Higher education on the horizon

For kids of all ages, this is a season of many changes

By Morf Morford, Tacoma Daily Index

Besides teaching at the college level for many years, I also, on occasion, filled in as an admissions advisor for incoming college students.

As in many cases for most teachers, I felt at times that I was learning far more than my students.

Here are a few tips that might serve students at any level – or even those who are enrolled in the ever unpredictable unofficial school of life.

Show up

I had a student many years ago who had somehow developed a side job by being in commercials and then television and film roles.

She told me that success in the film industry was based on two foundational principles; show up and follow directions.

That is not so different at work. Or school at any level.

From kindergarten to graduate school, if you miss a class, you will never know what you missed.

The best note-taker will often miss those subtle, and often crucial comments or suggestions – or warnings from the teacher.

College teachers may not always “take attendance” (at least in the same sense that a high school teacher might) but they will notice your presence – and absence.

The first and the last

Showing up for the semi-required session is not the best strategy – it’s the minimum.

If you want to know, or be known by, your teacher, show up a few minutes early. And stay until the end.

Most, if not all teachers have a few before-class reminders about expectations and processes.

And most teachers have end-of-the-class warnings and admonitions regarding upcoming assignments, suggestions or opportunities.

The geography of the classroom

There have been many studies of where (and why) students sit in a classroom.

True or not, students who sit toward the front are generally considered to be more serious and committed.

Those in the back, not so much.

Students on the extreme edges are, in most cases, on the teacher’s peripheral view.

In most cases this is deliberate.

And, a word to the wise (or perhaps not-so-wise); virtually every teacher at the front of the room can see what is going on at the far reaches of the classroom.

At a well known university I had a professor with some kind of visible eye problem. We students could never tell where he was looking.

He would face one direction and call on a student in the other direction.

It was unsettling to say the least.

Go beyond the classroom

Most college level teachers have office hours.

Make a point of dropping by their office at least once or twice a term.

These people will be your references, advocates, and possibly even friends or colleagues later in life; you want them to remember your name when the term is over.

And if your professor is giving a talk or performance, show up — and make sure he or she knows you did.

If your teacher recommends a book or movie, check it out – and let them know what you thought of it.

Be prepared

Know what is going on in the class. Refer to what was discussed in previous class sessions.

Come to class prepared enough to ask a perceptive question or make a useful comment.

Don’t dominate the classroom conversations.

Turn off any device – you are in class for a limited amount of time. Focus on what you are there to do.

Make connections

Check out the out-of-class activities the campus life has to offer — clubs, events, service trips, religious groups or almost anything.
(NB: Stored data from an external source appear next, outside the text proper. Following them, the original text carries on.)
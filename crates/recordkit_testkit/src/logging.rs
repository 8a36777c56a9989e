//! Tracing setup for tests.

use tracing_subscriber::EnvFilter;

/// Installs a test-friendly `tracing` subscriber once per process.
///
/// Honours `RUST_LOG`; defaults to `warn`. Later calls are no-ops.
pub fn init_tracing() {
    let filter = EnvFilter::try_from_default_env().unwrap_or_else(|_| EnvFilter::new("warn"));
    let _ = tracing_subscriber::fmt()
        .with_env_filter(filter)
        .with_test_writer()
        .try_init();
}
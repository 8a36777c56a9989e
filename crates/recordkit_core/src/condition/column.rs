//! Column allow-list and order clause parsing.

use crate::error::{EngineError, EngineResult};
use once_cell::sync::Lazy;
use recordkit_store::OrderBy;
use regex::Regex;

static COLUMN: Lazy<Option<Regex>> =
    Lazy::new(|| Regex::new(r"^[A-Za-z_][A-Za-z0-9_]*(\.[A-Za-z_][A-Za-z0-9_]*)?$").ok());

/// Checks that `column` is a bare or `table.column` identifier.
///
/// # Errors
///
/// Returns [`EngineError::InvalidColumn`] for anything else.
pub fn validate_column(column: &str) -> EngineResult<()> {
    match COLUMN.as_ref() {
        Some(pattern) if pattern.is_match(column) => Ok(()),
        _ => Err(EngineError::invalid_column(column)),
    }
}

/// Parses `"order_id desc, id"` into order clauses.
///
/// An empty string yields no clauses.
///
/// # Errors
///
/// Returns [`EngineError::InvalidColumn`] for a malformed segment or column.
pub fn parse_order(text: &str) -> EngineResult<Vec<OrderBy>> {
    if text.trim().is_empty() {
        return Ok(Vec::new());
    }
    text.split(',')
        .map(|segment| {
            let mut words = segment.split_whitespace();
            let column = words
                .next()
                .ok_or_else(|| EngineError::invalid_column(segment))?;
            validate_column(column)?;
            let descending = match words.next() {
                None => false,
                Some(dir) if dir.eq_ignore_ascii_case("asc") => false,
                Some(dir) if dir.eq_ignore_ascii_case("desc") => true,
                Some(_) => return Err(EngineError::invalid_column(segment.trim())),
            };
            if words.next().is_some() {
                return Err(EngineError::invalid_column(segment.trim()));
            }
            Ok(OrderBy {
                column: column.to_string(),
                descending,
            })
        })
        .collect()
}

/// Escapes `LIKE` wildcards so `value` matches literally.
#[must_use]
pub fn escape_like(value: &str) -> String {
    let mut out = String::with_capacity(value.len());
    for c in value.chars() {
        if matches!(c, '\\' | '%' | '_') {
            out.push('\\');
        }
        out.push(c);
    }
    out
}
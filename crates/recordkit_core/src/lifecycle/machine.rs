//! Finite state machine over caller-defined string states.

use crate::error::{EngineError, EngineResult};
use serde_json::Value;
use std::collections::{BTreeMap, HashMap};
use std::fmt;
use std::sync::Arc;

/// One allowed transition: `event` moves any of `sources` to `destination`.
#[derive(Debug, Clone, PartialEq, Eq)]
pub struct Transition {
    /// States the event may fire from.
    pub sources: Vec<String>,
    /// Event name.
    pub event: String,
    /// State after the event.
    pub destination: String,
}

impl Transition {
    /// Declares a transition. States may be any displayable value.
    pub fn new<S: ToString>(
        sources: impl IntoIterator<Item = S>,
        event: impl Into<String>,
        destination: impl ToString,
    ) -> Self {
        Self {
            sources: sources.into_iter().map(|s| s.to_string()).collect(),
            event: event.into(),
            destination: destination.to_string(),
        }
    }
}

/// What a hook sees when an event fires.
#[derive(Debug, Clone, Copy)]
pub struct TransitionEvent<'a> {
    /// Event name.
    pub event: &'a str,
    /// State before the event.
    pub source: &'a str,
    /// State after the event.
    pub destination: &'a str,
    /// Caller arguments.
    pub args: &'a [Value],
}

/// Hook run after every event, typically writing the destination into the
/// entity's status field.
pub type AfterEventHook<T> = Arc<dyn Fn(&mut T, &TransitionEvent<'_>) + Send + Sync>;

/// Wraps a closure as an [`AfterEventHook`].
pub fn after_every_event<T>(
    hook: impl Fn(&mut T, &TransitionEvent<'_>) + Send + Sync + 'static,
) -> AfterEventHook<T> {
    Arc::new(hook)
}

/// Typed hook; an error from a before or leave hook cancels the transition.
pub type Callback<T> = Arc<dyn Fn(&mut T, &TransitionEvent<'_>) -> EngineResult<()> + Send + Sync>;

/// Where a [`Callback`] is attached.
#[derive(Debug, Clone, PartialEq, Eq, Hash)]
pub enum HookPoint {
    /// Before the named event fires. May veto.
    BeforeEvent(String),
    /// Before leaving the named state. May veto.
    LeaveState(String),
    /// After entering the named state.
    EnterState(String),
    /// After the named event fired.
    AfterEvent(String),
}

/// Typed hooks for [`StateMachine::new`].
pub struct Hooks<T> {
    entries: Vec<(HookPoint, Callback<T>)>,
}

impl<T> Default for Hooks<T> {
    fn default() -> Self {
        Self {
            entries: Vec::new(),
        }
    }
}

impl<T> Hooks<T> {
    /// Creates an empty hook set.
    #[must_use]
    pub fn new() -> Self {
        Self::default()
    }

    /// Attaches a hook.
    #[must_use]
    pub fn on(
        mut self,
        point: HookPoint,
        hook: impl Fn(&mut T, &TransitionEvent<'_>) -> EngineResult<()> + Send + Sync + 'static,
    ) -> Self {
        self.entries.push((point, Arc::new(hook)));
        self
    }

    /// Attaches a before-event hook.
    #[must_use]
    pub fn before_event(
        self,
        event: impl Into<String>,
        hook: impl Fn(&mut T, &TransitionEvent<'_>) -> EngineResult<()> + Send + Sync + 'static,
    ) -> Self {
        self.on(HookPoint::BeforeEvent(event.into()), hook)
    }

    /// Attaches a leave-state hook.
    #[must_use]
    pub fn leave_state(
        self,
        state: impl ToString,
        hook: impl Fn(&mut T, &TransitionEvent<'_>) -> EngineResult<()> + Send + Sync + 'static,
    ) -> Self {
        self.on(HookPoint::LeaveState(state.to_string()), hook)
    }

    /// Attaches an enter-state hook.
    #[must_use]
    pub fn enter_state(
        self,
        state: impl ToString,
        hook: impl Fn(&mut T, &TransitionEvent<'_>) -> EngineResult<()> + Send + Sync + 'static,
    ) -> Self {
        self.on(HookPoint::EnterState(state.to_string()), hook)
    }

    /// Attaches an after-event hook.
    #[must_use]
    pub fn after_event(
        self,
        event: impl Into<String>,
        hook: impl Fn(&mut T, &TransitionEvent<'_>) -> EngineResult<()> + Send + Sync + 'static,
    ) -> Self {
        self.on(HookPoint::AfterEvent(event.into()), hook)
    }
}

/// Result of [`StateMachine::fire`].
#[derive(Debug, Clone, PartialEq, Eq)]
pub enum FireOutcome {
    /// The state changed.
    Transitioned {
        /// Previous state.
        from: String,
        /// New state.
        to: String,
    },
    /// Source and destination were the same state.
    Unchanged,
}

/// A state machine bound to one entity instance.
pub struct StateMachine<T> {
    table: &'static str,
    current: String,
    /// `(source, event)` to destination.
    transitions: HashMap<(String, String), String>,
    events: BTreeMap<String, Vec<String>>,
    after_any: AfterEventHook<T>,
    hooks: HashMap<HookPoint, Vec<Callback<T>>>,
}

impl<T> StateMachine<T> {
    /// Builds a machine in state `initial`.
    ///
    /// `table` labels errors.
    pub fn new(
        table: &'static str,
        initial: impl ToString,
        transitions: impl IntoIterator<Item = Transition>,
        after_any: AfterEventHook<T>,
        hooks: Hooks<T>,
    ) -> Self {
        let mut table_map = HashMap::new();
        let mut events: BTreeMap<String, Vec<String>> = BTreeMap::new();
        for t in transitions {
            for source in &t.sources {
                table_map.insert((source.clone(), t.event.clone()), t.destination.clone());
                events.entry(source.clone()).or_default().push(t.event.clone());
            }
        }
        for list in events.values_mut() {
            list.sort();
            list.dedup();
        }
        let mut hook_map: HashMap<HookPoint, Vec<Callback<T>>> = HashMap::new();
        for (point, hook) in hooks.entries {
            hook_map.entry(point).or_default().push(hook);
        }
        Self {
            table,
            current: initial.to_string(),
            transitions: table_map,
            events,
            after_any,
            hooks: hook_map,
        }
    }

    /// Returns the current state.
    #[must_use]
    pub fn current(&self) -> &str {
        &self.current
    }

    /// Forces the current state without running hooks.
    pub fn set_state(&mut self, state: impl ToString) {
        self.current = state.to_string();
    }

    /// Returns true if `event` is legal from the current state.
    #[must_use]
    pub fn can(&self, event: &str) -> bool {
        self.destination(event).is_some()
    }

    /// Returns where `event` would lead from the current state.
    #[must_use]
    pub fn destination(&self, event: &str) -> Option<&str> {
        self.transitions
            .get(&(self.current.clone(), event.to_string()))
            .map(String::as_str)
    }

    /// Returns the events legal from the current state, sorted.
    #[must_use]
    pub fn available_events(&self) -> &[String] {
        self.events.get(&self.current).map_or(&[][..], Vec::as_slice)
    }

    /// Fires `event` against `entity`.
    ///
    /// Hook order: before-event, then (only if the state changes)
    /// leave-state, the state change, enter-state; then after-event and the
    /// after-every-event hook.
    ///
    /// # Errors
    ///
    /// Returns [`EngineError::IllegalTransition`] if the event is not legal,
    /// [`EngineError::TransitionCanceled`] if a before or leave hook vetoes,
    /// or the error of an enter or after hook.
    pub fn fire(
        &mut self,
        entity: &mut T,
        event: &str,
        args: &[Value],
    ) -> EngineResult<FireOutcome> {
        let source = self.current.clone();
        let destination = self
            .destination(event)
            .ok_or_else(|| EngineError::IllegalTransition {
                table: self.table.to_string(),
                state: source.clone(),
                event: event.to_string(),
            })?
            .to_string();
        let info = TransitionEvent {
            event,
            source: &source,
            destination: &destination,
            args,
        };

        self.run(&HookPoint::BeforeEvent(event.to_string()), entity, &info)
            .map_err(|e| self.canceled(event, &e))?;

        if source == destination {
            self.run(&HookPoint::AfterEvent(event.to_string()), entity, &info)?;
            (self.after_any)(entity, &info);
            tracing::trace!(
                table = self.table,
                event,
                state = %source,
                "event fired without transition"
            );
            return Ok(FireOutcome::Unchanged);
        }

        self.run(&HookPoint::LeaveState(source.clone()), entity, &info)
            .map_err(|e| self.canceled(event, &e))?;
        self.current = destination.clone();
        self.run(&HookPoint::EnterState(destination.clone()), entity, &info)?;
        self.run(&HookPoint::AfterEvent(event.to_string()), entity, &info)?;
        (self.after_any)(entity, &info);
        tracing::trace!(
            table = self.table,
            event,
            from = %source,
            to = %destination,
            "transitioned"
        );

        Ok(FireOutcome::Transitioned {
            from: source,
            to: destination,
        })
    }

    fn run(
        &self,
        point: &HookPoint,
        entity: &mut T,
        info: &TransitionEvent<'_>,
    ) -> EngineResult<()> {
        if let Some(hooks) = self.hooks.get(point) {
            for hook in hooks {
                hook(entity, info)?;
            }
        }
        Ok(())
    }

    fn canceled(&self, event: &str, cause: &EngineError) -> EngineError {
        EngineError::TransitionCanceled {
            table: self.table.to_string(),
            event: event.to_string(),
            reason: cause.to_string(),
        }
    }
}

impl<T> fmt::Debug for StateMachine<T> {
    fn fmt(&self, f: &mut fmt::Formatter<'_>) -> fmt::Result {
        f.debug_struct("StateMachine")
            .field("table", &self.table)
            .field("current", &self.current)
            .field("events", &self.events)
            .finish_non_exhaustive()
    }
}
This is where life-long friends are made.

Research shows that students who are affiliated with a campus group or who have a part-time job are less likely to drop out and more likely to make steady progress through college and graduate on time – or even early.

Use those resources

Career and professional advice; funding for internships, study abroad, or travel; opportunities to work with professors on research; mental health counseling and disability support services — these are all offered by most schools, but it is up to you to recognize your needs and make use of such resources.

Use those resources while you can. Once you leave you won’t have as much access to them.

Step out of your comfort zone

College is a time to grow up and make – and perhaps even suffer from the consequences of – your own decisions.

Keep your support system intact. Your friends and family have been there for you before and will be glad to be part of your life in the future. Call them when you need them, but don’t be afraid of loosening the ties.

Appreciate where you are

No matter where you are, or at what level, one dynamic will always be true – you won’t be there for long.

It might seem like it is stressful and will last forever – but it won’t last long and it is a time you look back on for the rest of your life.